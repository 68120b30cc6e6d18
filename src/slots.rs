//! Bounded table of symbolically addressed GPU resource slots.
//!
//! Slots are allocated in bulk at renderer creation and never change in
//! count, only in backing-storage dimensions. A slot's storage is lazily
//! (re)configured when the output surface resizes; within one frame every
//! pass observes the same resize state because the flag is cleared exactly
//! once, after all passes have run.

/// Total slot capacity, fixed for the lifetime of the renderer.
pub const MAX_SLOTS: usize = 512;

/// Symbolic slot address.
#[derive(Clone, Copy, Debug, PartialEq, Eq)]
pub enum SlotId {
    /// HDR color attachment of the capture pass.
    HdrColor,
    /// Bright-pass color attachment feeding the bloom chain.
    HdrBright,
    /// Depth/stencil buffer of the capture pass.
    HdrDepth,
    /// Bloom mip `i`, at the surface extent halved `i + 1` times.
    BloomMip(usize),
}

impl SlotId {
    fn index(self, chain_length: usize) -> usize {
        match self {
            SlotId::HdrColor => 0,
            SlotId::HdrBright => 1,
            SlotId::HdrDepth => 2,
            SlotId::BloomMip(i) => {
                assert!(i < chain_length, "bloom mip {i} out of chain of {chain_length}");
                3 + i
            }
        }
    }
}

#[derive(Clone, Copy, Debug, PartialEq, Eq)]
struct SlotState {
    width: u32,
    height: u32,
    format: wgpu::TextureFormat,
}

#[derive(Debug, Default)]
struct Slot {
    state: Option<SlotState>,
    texture: Option<wgpu::Texture>,
    view: Option<wgpu::TextureView>,
}

#[derive(Debug)]
pub struct SlotTable {
    slots: Vec<Slot>,
    chain_length: usize,
}

impl SlotTable {
    pub fn new(chain_length: usize) -> Self {
        assert!(
            3 + chain_length <= MAX_SLOTS,
            "bloom chain of {chain_length} exceeds slot capacity"
        );
        let slots = (0..MAX_SLOTS).map(|_| Slot::default()).collect();
        Self {
            slots,
            chain_length,
        }
    }

    pub fn chain_length(&self) -> usize {
        self.chain_length
    }

    /// Whether the next `ensure_*` call for this slot will (re)allocate.
    pub fn needs_configure(&self, id: SlotId, resized: bool) -> bool {
        resized || self.slot(id).state.is_none()
    }

    /// Lazily (re)allocate a color slot at `width` x `height`.
    ///
    /// No-op unless the surface resized or the slot was never configured.
    /// Returns true when storage was (re)allocated. A zero extent is a
    /// contract violation and aborts.
    pub fn ensure_screen_texture(
        &mut self,
        device: &wgpu::Device,
        id: SlotId,
        width: u32,
        height: u32,
        format: wgpu::TextureFormat,
        resized: bool,
    ) -> bool {
        if !self.needs_configure(id, resized) {
            return false;
        }
        check_extent(width, height);

        let texture = device.create_texture(&wgpu::TextureDescriptor {
            label: Some("slot screen texture"),
            size: wgpu::Extent3d {
                width,
                height,
                depth_or_array_layers: 1,
            },
            mip_level_count: 1,
            sample_count: 1,
            dimension: wgpu::TextureDimension::D2,
            format,
            usage: wgpu::TextureUsages::RENDER_ATTACHMENT | wgpu::TextureUsages::TEXTURE_BINDING,
            view_formats: &[],
        });
        let view = texture.create_view(&wgpu::TextureViewDescriptor::default());

        let chain_length = self.chain_length;
        let slot = &mut self.slots[id.index(chain_length)];
        slot.texture = Some(texture);
        slot.view = Some(view);
        slot.state = Some(SlotState {
            width,
            height,
            format,
        });
        log::info!("[RENDERER] configured screen texture {id:?} at {width}x{height}");
        true
    }

    /// Depth/stencil counterpart of [`Self::ensure_screen_texture`].
    pub fn ensure_depth_buffer(
        &mut self,
        device: &wgpu::Device,
        id: SlotId,
        width: u32,
        height: u32,
        resized: bool,
    ) -> bool {
        if !self.needs_configure(id, resized) {
            return false;
        }
        check_extent(width, height);

        let format = wgpu::TextureFormat::Depth24PlusStencil8;
        let texture = device.create_texture(&wgpu::TextureDescriptor {
            label: Some("slot depth buffer"),
            size: wgpu::Extent3d {
                width,
                height,
                depth_or_array_layers: 1,
            },
            mip_level_count: 1,
            sample_count: 1,
            dimension: wgpu::TextureDimension::D2,
            format,
            usage: wgpu::TextureUsages::RENDER_ATTACHMENT,
            view_formats: &[],
        });
        let view = texture.create_view(&wgpu::TextureViewDescriptor::default());

        let chain_length = self.chain_length;
        let slot = &mut self.slots[id.index(chain_length)];
        slot.texture = Some(texture);
        slot.view = Some(view);
        slot.state = Some(SlotState {
            width,
            height,
            format,
        });
        log::info!("[RENDERER] configured depth buffer {id:?} at {width}x{height}");
        true
    }

    /// View of a configured slot. An unconfigured slot here means a pass is
    /// about to read or attach storage that was never allocated, the moral
    /// equivalent of an incomplete framebuffer: fatal.
    pub fn view(&self, id: SlotId) -> &wgpu::TextureView {
        self.slot(id)
            .view
            .as_ref()
            .unwrap_or_else(|| panic!("slot {id:?} is not configured"))
    }

    /// Configured extent of a slot; fatal when unconfigured.
    pub fn extent(&self, id: SlotId) -> (u32, u32) {
        let state = self
            .slot(id)
            .state
            .unwrap_or_else(|| panic!("slot {id:?} is not configured"));
        (state.width, state.height)
    }

    fn slot(&self, id: SlotId) -> &Slot {
        &self.slots[id.index(self.chain_length)]
    }

    #[cfg(test)]
    fn note_configured(&mut self, id: SlotId, width: u32, height: u32) {
        check_extent(width, height);
        let chain_length = self.chain_length;
        self.slots[id.index(chain_length)].state = Some(SlotState {
            width,
            height,
            format: wgpu::TextureFormat::Rgba16Float,
        });
    }
}

fn check_extent(width: u32, height: u32) {
    assert!(width > 0, "slot width not valid");
    assert!(height > 0, "slot height not valid");
}

#[cfg(test)]
mod tests {
    use super::*;

    #[test]
    fn unconfigured_slot_needs_configure_even_without_resize() {
        let table = SlotTable::new(5);
        assert!(table.needs_configure(SlotId::HdrColor, false));
        assert!(table.needs_configure(SlotId::BloomMip(4), false));
    }

    #[test]
    fn configured_slot_reallocates_only_on_resize() {
        let mut table = SlotTable::new(5);
        table.note_configured(SlotId::HdrColor, 640, 480);

        // Steady-state frames leave the slot alone.
        assert!(!table.needs_configure(SlotId::HdrColor, false));
        // A resize invalidates exactly the frames where the flag is up.
        assert!(table.needs_configure(SlotId::HdrColor, true));
        table.note_configured(SlotId::HdrColor, 800, 600);
        assert!(!table.needs_configure(SlotId::HdrColor, false));
        assert_eq!(table.extent(SlotId::HdrColor), (800, 600));
    }

    #[test]
    #[should_panic(expected = "width not valid")]
    fn zero_extent_is_fatal() {
        let mut table = SlotTable::new(5);
        table.note_configured(SlotId::HdrColor, 0, 480);
    }

    #[test]
    #[should_panic(expected = "not configured")]
    fn reading_an_unconfigured_slot_is_fatal() {
        let table = SlotTable::new(5);
        table.extent(SlotId::BloomMip(0));
    }

    #[test]
    #[should_panic(expected = "out of chain")]
    fn bloom_mip_outside_chain_is_fatal() {
        let table = SlotTable::new(5);
        table.needs_configure(SlotId::BloomMip(5), false);
    }

    #[test]
    fn hdr_and_bloom_slots_never_alias() {
        let table = SlotTable::new(5);
        assert_ne!(
            SlotId::HdrColor.index(table.chain_length()),
            SlotId::BloomMip(0).index(table.chain_length())
        );
    }
}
◆ ◆ ◆
- _Your task_: Each entry needs to be copied out exactly.

- _Answer area_:
repository 68120b30cc6e6d18
filename src/slots.rs
//! Bounded table of symbolically addressed GPU resource slots.
//!
//! Slots are allocated in bulk at renderer creation and never change in
//! count, only in backing-storage dimensions. A slot's storage is lazily
//! (re)configured when the output surface resizes; within one frame every
//! pass observes the same resize state because the flag is cleared exactly
//! once, after all passes have run.

/// Total slot capacity, fixed for the lifetime of the renderer.
pub const MAX_SLOTS: usize = 512;

/// Symbolic slot address.
#[derive(Clone, Copy, Debug, PartialEq, Eq)]
pub enum SlotId {
    /// HDR color attachment of the capture pass.
    HdrColor,
    /// Bright-pass color attachment feeding the bloom chain.
    HdrBright,
    /// Depth/stencil buffer of the capture pass.
    HdrDepth,
    /// Bloom mip `i`, at the surface extent halved `i + 1` times.
    BloomMip(usize),
}

impl SlotId {
    fn index(self, chain_length: usize) -> usize {
        match self {
            SlotId::HdrColor => 0,
            SlotId::HdrBright => 1,
            SlotId::HdrDepth => 2,
            SlotId::BloomMip(i) => {
                assert!(i < chain_length, "bloom mip {i} out of chain of {chain_length}");
                3 + i
            }
        }
    }
}

#[derive(Clone, Copy, Debug, PartialEq, Eq)]
struct SlotState {
    width: u32,
    height: u32,
    format: wgpu::TextureFormat,
}

#[derive(Debug, Default)]
struct Slot {
    state: Option<SlotState>,
    texture: Option<wgpu::Texture>,
    view: Option<wgpu::TextureView>,
}

#[derive(Debug)]
pub struct SlotTable {
    slots: Vec<Slot>,
    chain_length: usize,
}

impl SlotTable {
    pub fn new(chain_length: usize) -> Self {
        assert!(
            3 + chain_length <= MAX_SLOTS,
            "bloom chain of {chain_length} exceeds slot capacity"
        );
        let slots = (0..MAX_SLOTS).map(|_| Slot::default()).collect();
        Self {
            slots,
            chain_length,
        }
    }

    pub fn chain_length(&self) -> usize {
        self.chain_length
    }

    /// Whether the next `ensure_*` call for this slot will (re)allocate.
    pub fn needs_configure(&self, id: SlotId, resized: bool) -> bool {
        resized || self.slot(id).state.is_none()
    }

    /// Lazily (re)allocate a color slot at `width` x `height`.
    ///
    /// No-op unless the surface resized or the slot was never configured.
    /// Returns true when storage was (re)allocated. A zero extent is a
    /// contract violation and aborts.
    pub fn ensure_screen_texture(
        &mut self,
        device: &wgpu::Device,
        id: SlotId,
        width: u32,
        height: u32,
        format: wgpu::TextureFormat,
        resized: bool,
    ) -> bool {
        if !self.needs_configure(id, resized) {
            return false;
        }
        check_extent(width, height);

        let texture = device.create_texture(&wgpu::TextureDescriptor {
            label: Some("slot screen texture"),
            size: wgpu::Extent3d {
                width,
                height,
                depth_or_array_layers: 1,
            },
            mip_level_count: 1,
            sample_count: 1,
            dimension: wgpu::TextureDimension::D2,
            format,
            usage: wgpu::TextureUsages::RENDER_ATTACHMENT | wgpu::TextureUsages::TEXTURE_BINDING,
            view_formats: &[],
        });
        let view = texture.create_view(&wgpu::TextureViewDescriptor::default());

        let chain_length = self.chain_length;
        let slot = &mut self.slots[id.index(chain_length)];
        slot.texture = Some(texture);
        slot.view = Some(view);
        slot.state = Some(SlotState {
            width,
            height,
            format,
        });
        log::info!("[RENDERER] configured screen texture {id:?} at {width}x{height}");
        true
    }

    /// Depth/stencil counterpart of [`Self::ensure_screen_texture`].
    pub fn ensure_depth_buffer(
        &mut self,
        device: &wgpu::Device,
        id: SlotId,
        width: u32,
        height: u32,
        resized: bool,
    ) -> bool {
        if !self.needs_configure(id, resized) {
            return false;
        }
        check_extent(width, height);

        let format = wgpu::TextureFormat::Depth24PlusStencil8;
        let texture = device.create_texture(&wgpu::TextureDescriptor {
            label: Some("slot depth buffer"),
            size: wgpu::Extent3d {
                width,
                height,
                depth_or_array_layers: 1,
            },
            mip_level_count: 1,
            sample_count: 1,
            dimension: wgpu::TextureDimension::D2,
            format,
            usage: wgpu::TextureUsages::RENDER_ATTACHMENT,
            view_formats: &[],
        });
        let view = texture.create_view(&wgpu::TextureViewDescriptor::default());

        let chain_length = self.chain_length;
        let slot = &mut self.slots[id.index(chain_length)];
        slot.texture = Some(texture);
        slot.view = Some(view);
        slot.state = Some(SlotState {
            width,
            height,
            format,
        });
        log::info!("[RENDERER] configured depth buffer {id:?} at {width}x{height}");
        true
    }

    /// View of a configured slot. An unconfigured slot here means a pass is
    /// about to read or attach storage that was never allocated, the moral
    /// equivalent of an incomplete framebuffer: fatal.
    pub fn view(&self, id: SlotId) -> &wgpu::TextureView {
        self.slot(id)
            .view
            .as_ref()
            .unwrap_or_else(|| panic!("slot {id:?} is not configured"))
    }

    /// Configured extent of a slot; fatal when unconfigured.
    pub fn extent(&self, id: SlotId) -> (u32, u32) {
        let state = self
            .slot(id)
            .state
            .unwrap_or_else(|| panic!("slot {id:?} is not configured"));
        (state.width, state.height)
    }

    fn slot(&self, id: SlotId) -> &Slot {
        &self.slots[id.index(self.chain_length)]
    }

    #[cfg(test)]
    fn note_configured(&mut self, id: SlotId, width: u32, height: u32) {
        check_extent(width, height);
        let chain_length = self.chain_length;
        self.slots[id.index(chain_length)].state = Some(SlotState {
            width,
            height,
            format: wgpu::TextureFormat::Rgba16Float,
        });
    }
}

fn check_extent(width: u32, height: u32) {
    assert!(width > 0, "slot width not valid");
    assert!(height > 0, "slot height not valid");
}

#[cfg(test)]
mod tests {
    use super::*;

    #[test]
    fn unconfigured_slot_needs_configure_even_without_resize() {
        let table = SlotTable::new(5);
        assert!(table.needs_configure(SlotId::HdrColor, false));
        assert!(table.needs_configure(SlotId::BloomMip(4), false));
    }

    #[test]
    fn configured_slot_reallocates_only_on_resize() {
        let mut table = SlotTable::new(5);
        table.note_configured(SlotId::HdrColor, 640, 480);

        // Steady-state frames leave the slot alone.
        assert!(!table.needs_configure(SlotId::HdrColor, false));
        // A resize invalidates exactly the frames where the flag is up.
        assert!(table.needs_configure(SlotId::HdrColor, true));
        table.note_configured(SlotId::HdrColor, 800, 600);
        assert!(!table.needs_configure(SlotId::HdrColor, false));
        assert_eq!(table.extent(SlotId::HdrColor), (800, 600));
    }

    #[test]
    #[should_panic(expected = "width not valid")]
    fn zero_extent_is_fatal() {
        let mut table = SlotTable::new(5);
        table.note_configured(SlotId::HdrColor, 0, 480);
    }

    #[test]
    #[should_panic(expected = "not configured")]
    fn reading_an_unconfigured_slot_is_fatal() {
        let table = SlotTable::new(5);
        table.extent(SlotId::BloomMip(0));
    }

    #[test]
    #[should_panic(expected = "out of chain")]
    fn bloom_mip_outside_chain_is_fatal() {
        let table = SlotTable::new(5);
        table.needs_configure(SlotId::BloomMip(5), false);
    }

    #[test]
    fn hdr_and_bloom_slots_never_alias() {
        let table = SlotTable::new(5);
        assert_ne!(
            SlotId::HdrColor.index(table.chain_length()),
            SlotId::BloomMip(0).index(table.chain_length())
        );
    }
}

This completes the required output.